The Passwords are regularly requested to access online services or ensure content protection and constitute more or less solid digital locks to protect personal and professional data which may arouse envy.
While it is absolutely necessary to avoid using overly used terms (123456, password, azerty…), the length of the password and the characters used are important.
The strength of the password will of course depend on what is to be stored behind, whether for protect personal information, access a more or less sensitive service or access your bank account, but significantly strengthening your security is not necessarily very complicated.
According to data from Security.org, with current computer brute force techniques for revealing passwords, any combination of 8 lowercase letters can be guessed immediately.
Adding a ninth will only take a few more minutes to discover the password. On the other hand, adding a simple uppercase letter in an 8-letter password is already a small difficulty.
And this complication becomes exponential if the password gets longer: if it only takes 22 minutes to crack an 8-letter password with a capital letter, it will take 1 month for a 10-letter password, 5 years. for a password of 11 letters and … 300 years if it has 12 letters.

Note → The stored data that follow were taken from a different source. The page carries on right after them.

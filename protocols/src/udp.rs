//! One-shot UDP exchange with a node's remote configuration port.
//!
//! Fire a fixed command datagram, optionally listen for a single reply.
//! There is no retry, sequencing, or correlation here; cadence and backoff
//! belong to callers.

use std::io;
use std::net::{IpAddr, Ipv4Addr, Ipv6Addr, SocketAddr};
use std::time::Duration;

use tokio::net::UdpSocket;
use tokio::time::timeout;

/// UDP port the node's remote configuration handler listens on.
pub const CONTROL_PORT: u16 = 0x2905;

/// Liveness/status query. A non-empty reply means the node is online.
pub const LIST_CMD: &[u8] = b"?list#";

/// Reboot command. The node may drop off the network without answering.
pub const REBOOT_CMD: &[u8] = b"?reboot##";

const MAX_REPLY_LEN: usize = 1500;

/// Outcome of a single fire-and-optionally-receive exchange.
///
/// `reply` is `None` when no datagram arrived inside the wait window. That
/// is a valid outcome signalling liveness-absent, not a transport error.
#[derive(Debug)]
pub struct UdpExchange {
    pub sent: usize,
    pub reply: Option<Vec<u8>>,
}

/// Socket address of the control port on `ip`.
pub fn control_addr(ip: IpAddr) -> SocketAddr {
    SocketAddr::new(ip, CONTROL_PORT)
}

/// Sends `payload` to `addr`, then waits up to `wait` for one reply datagram.
///
/// Pass `None` to skip listening entirely. The socket exists only for this
/// exchange and is released whether or not a reply arrived.
pub async fn exchange(
    addr: SocketAddr,
    payload: &[u8],
    wait: Option<Duration>,
) -> io::Result<UdpExchange> {
    let bind_addr: SocketAddr = match addr {
        SocketAddr::V4(_) => SocketAddr::new(IpAddr::V4(Ipv4Addr::UNSPECIFIED), 0),
        SocketAddr::V6(_) => SocketAddr::new(IpAddr::V6(Ipv6Addr::UNSPECIFIED), 0),
    };
    let socket: UdpSocket = UdpSocket::bind(bind_addr).await?;
    let sent: usize = socket.send_to(payload, addr).await?;

    let Some(wait) = wait else {
        return Ok(UdpExchange { sent, reply: None });
    };

    let mut buf: Vec<u8> = vec![0u8; MAX_REPLY_LEN];
    match timeout(wait, socket.recv_from(&mut buf)).await {
        Ok(Ok((len, _from))) => {
            buf.truncate(len);
            Ok(UdpExchange { sent, reply: Some(buf) })
        }
        Ok(Err(e)) => Err(e),
        Err(_elapsed) => Ok(UdpExchange { sent, reply: None }),
    }
}

// ╔════════════════════════════════════════════╗
// ║ ████████╗███████╗███████╗████████╗███████╗ ║
// ║ ╚══██╔══╝██╔════╝██╔════╝╚══██╔══╝██╔════╝ ║
// ║    ██║   █████╗  ███████╗   ██║   ███████╗ ║
// ║    ██║   ██╔══╝  ╚════██║   ██║   ╚════██║ ║
// ║    ██║   ███████╗███████║   ██║   ███████║ ║
// ║    ╚═╝   ╚══════╝╚══════╝   ╚═╝   ╚══════╝ ║
// ╚════════════════════════════════════════════╝
//! # Host Normalization & Single-Shot Resolution
//!
//! User input like `http://node_486149.local./` is reduced to a bare host,
//! then resolved to one IP address for the whole run. Resolving `.local`
//! names over mDNS can take seconds per lookup, so every exchange after the
//! first addresses the node by IP instead of by name.

use std::net::{IpAddr, SocketAddr};

use tokio::net::lookup_host;

use crate::error::NodeError;

/// A host that has been resolved exactly once for the lifetime of the run.
///
/// Callers thread this value into every subsequent request; nothing in the
/// workspace re-resolves a name after construction.
#[derive(Clone, Debug)]
pub struct ResolvedHost {
    /// The normalized host as the user gave it, kept for display.
    pub display: String,
    /// The address every subsequent request is sent to.
    pub ip: IpAddr,
}

/// Strips an `http://`/`https://` scheme, any path, and trailing dots.
///
/// Trailing dots tolerate fully-qualified mDNS names (`node.local.`).
/// Idempotent: normalizing an already-normalized host is a no-op.
pub fn normalize_host(raw: &str) -> String {
    let host: &str = raw.trim();
    let host: &str = host
        .strip_prefix("http://")
        .or_else(|| host.strip_prefix("https://"))
        .unwrap_or(host);
    let host: &str = host.split('/').next().unwrap_or("");
    host.trim_end_matches('.').to_string()
}

/// Resolves `host` to a single address, preferring IPv4 records.
///
/// Embedded nodes commonly announce both families but only serve v4, so an
/// IPv4 record wins over anything else; the first record is the fallback.
pub async fn resolve_once(host: &str) -> Result<ResolvedHost, NodeError> {
    let candidates: Vec<SocketAddr> = lookup_host((host, 80u16))
        .await
        .map_err(|e| NodeError::Resolution(format!("DNS/mDNS lookup failed for {host}: {e}")))?
        .collect();

    let ip: IpAddr = pick_address(&candidates).ok_or_else(|| {
        NodeError::Resolution(format!("DNS/mDNS lookup failed for {host}: no addresses returned"))
    })?;

    Ok(ResolvedHost {
        display: host.to_string(),
        ip,
    })
}

/// First IPv4 record if any, otherwise the first record of any family.
fn pick_address(candidates: &[SocketAddr]) -> Option<IpAddr> {
    candidates
        .iter()
        .find(|addr| addr.is_ipv4())
        .or_else(|| candidates.first())
        .map(|addr| addr.ip())
}

// ╔════════════════════════════════════════════╗
// ║ ████████╗███████╗███████╗████████╗███████╗ ║
// ║ ╚══██╔══╝██╔════╝██╔════╝╚══██╔══╝██╔════╝ ║
// ║    ██║   █████╗  ███████╗   ██║   ███████╗ ║
// ║    ██║   ██╔══╝  ╚════██║   ██║   ╚════██║ ║
// ║    ██║   ███████╗███████║   ██║   ███████║ ║
// ║    ╚═╝   ╚══════╝╚══════╝   ╚═╝   ╚══════╝ ║
// ╚════════════════════════════════════════════╝
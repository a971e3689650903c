//! JSON persistence for fetched payloads.
//!
//! Files are written pretty-printed with 4-space indentation, recursively
//! sorted keys, and a trailing newline, so successive snapshots of the same
//! node diff cleanly.

use std::fs;
use std::io;
use std::path::Path;

use serde::Serialize;
use serde_json::ser::PrettyFormatter;
use serde_json::{Map, Serializer, Value};

/// Writes `payload` as `<dir>/<filename>`.
pub fn save_json(dir: &Path, filename: &str, payload: &Value) -> io::Result<()> {
    let mut out: Vec<u8> = Vec::new();
    let formatter = PrettyFormatter::with_indent(b"    ");
    let mut serializer = Serializer::with_formatter(&mut out, formatter);
    sort_keys(payload)
        .serialize(&mut serializer)
        .map_err(io::Error::from)?;
    out.push(b'\n');
    fs::write(dir.join(filename), out)
}

/// Deep copy with every object's keys in lexicographic order.
///
/// The in-memory maps preserve manifest order for iteration; ordering is
/// applied only at the persistence boundary.
fn sort_keys(value: &Value) -> Value {
    match value {
        Value::Object(map) => {
            let mut entries: Vec<(&String, &Value)> = map.iter().collect();
            entries.sort_by(|a, b| a.0.cmp(b.0));
            let mut sorted: Map<String, Value> = Map::new();
            for (key, val) in entries {
                sorted.insert(key.clone(), sort_keys(val));
            }
            Value::Object(sorted)
        }
        Value::Array(items) => Value::Array(items.iter().map(sort_keys).collect()),
        other => other.clone(),
    }
}

// ╔════════════════════════════════════════════╗
// ║ ████████╗███████╗███████╗████████╗███████╗ ║
// ║ ╚══██╔══╝██╔════╝██╔════╝╚══██╔══╝██╔════╝ ║
// ║    ██║   █████╗  ███████╗   ██║   ███████╗ ║
// ║    ██║   ██╔══╝  ╚════██║   ██║   ╚════██║ ║
// ║    ██║   ███████╗███████║   ██║   ███████║ ║
// ║    ╚═╝   ╚══════╝╚══════╝   ╚═╝   ╚══════╝ ║
// ╚════════════════════════════════════════════╝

Against brute force, the power of combinations
By adding at least one number and one symbol in addition to the capital letter, crack a password will quickly take months and years … if it is at least 10 characters long.
The explanation is simple: with 26 lowercase letters, the number of possible combinations is 209 billion. By adding the capital letters, this goes to 53.5 trillion.
With the additional numbers, the number of combinations reaches 218 trillion possibilities. And with the symbols, even taking into account only those displayed on keyboards, you have to explore 430 trillion combinations.
Hence the recommendations to use cash passwords at least 12 random characters (or even at least 16) without following or duplicating characters and unrelated to user information (birthday, name of children, dog, etc.).
Beware of information accessible on social networks! It can be a good way, with social engineering and phishing, to break a password very quickly without even going through brute force techniques.